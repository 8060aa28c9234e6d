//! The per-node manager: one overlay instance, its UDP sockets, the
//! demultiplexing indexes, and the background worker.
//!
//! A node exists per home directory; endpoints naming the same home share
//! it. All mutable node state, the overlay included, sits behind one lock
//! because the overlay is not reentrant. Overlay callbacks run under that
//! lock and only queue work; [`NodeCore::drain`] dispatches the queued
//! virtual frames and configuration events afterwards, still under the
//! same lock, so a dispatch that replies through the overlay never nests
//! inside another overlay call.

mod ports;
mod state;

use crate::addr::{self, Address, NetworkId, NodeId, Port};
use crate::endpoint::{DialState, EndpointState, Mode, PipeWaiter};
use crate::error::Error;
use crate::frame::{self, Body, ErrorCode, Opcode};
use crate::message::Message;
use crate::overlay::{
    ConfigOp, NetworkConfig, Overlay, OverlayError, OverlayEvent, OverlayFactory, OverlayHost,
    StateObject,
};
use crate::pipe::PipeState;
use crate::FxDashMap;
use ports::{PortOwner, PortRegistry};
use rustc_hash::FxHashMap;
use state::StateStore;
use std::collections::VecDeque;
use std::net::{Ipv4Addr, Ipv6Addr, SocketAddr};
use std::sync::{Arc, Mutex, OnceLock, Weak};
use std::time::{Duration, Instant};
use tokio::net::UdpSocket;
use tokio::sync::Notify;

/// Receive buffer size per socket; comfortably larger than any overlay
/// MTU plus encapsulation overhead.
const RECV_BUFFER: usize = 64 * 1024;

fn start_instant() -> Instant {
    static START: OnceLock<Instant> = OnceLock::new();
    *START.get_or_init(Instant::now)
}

**Prompt**
Retype all of the data exactly, so that nothing differs from what is given.

**Response**
repository 8060aa28c9234e6d
//! The per-node manager: one overlay instance, its UDP sockets, the
//! demultiplexing indexes, and the background worker.
//!
//! A node exists per home directory; endpoints naming the same home share
//! it. All mutable node state, the overlay included, sits behind one lock
//! because the overlay is not reentrant. Overlay callbacks run under that
//! lock and only queue work; [`NodeCore::drain`] dispatches the queued
//! virtual frames and configuration events afterwards, still under the
//! same lock, so a dispatch that replies through the overlay never nests
//! inside another overlay call.

mod ports;
mod state;

use crate::addr::{self, Address, NetworkId, NodeId, Port};
use crate::endpoint::{DialState, EndpointState, Mode, PipeWaiter};
use crate::error::Error;
use crate::frame::{self, Body, ErrorCode, Opcode};
use crate::message::Message;
use crate::overlay::{
    ConfigOp, NetworkConfig, Overlay, OverlayError, OverlayEvent, OverlayFactory, OverlayHost,
    StateObject,
};
use crate::pipe::PipeState;
use crate::FxDashMap;
use ports::{PortOwner, PortRegistry};
use rustc_hash::FxHashMap;
use state::StateStore;
use std::collections::VecDeque;
use std::net::{Ipv4Addr, Ipv6Addr, SocketAddr};
use std::sync::{Arc, Mutex, OnceLock, Weak};
use std::time::{Duration, Instant};
use tokio::net::UdpSocket;
use tokio::sync::Notify;

/// Receive buffer size per socket; comfortably larger than any overlay
/// MTU plus encapsulation overhead.
const RECV_BUFFER: usize = 64 * 1024;

fn start_instant() -> Instant {
    static START: OnceLock<Instant> = OnceLock::new();
    *START.get_or_init(Instant::now)
}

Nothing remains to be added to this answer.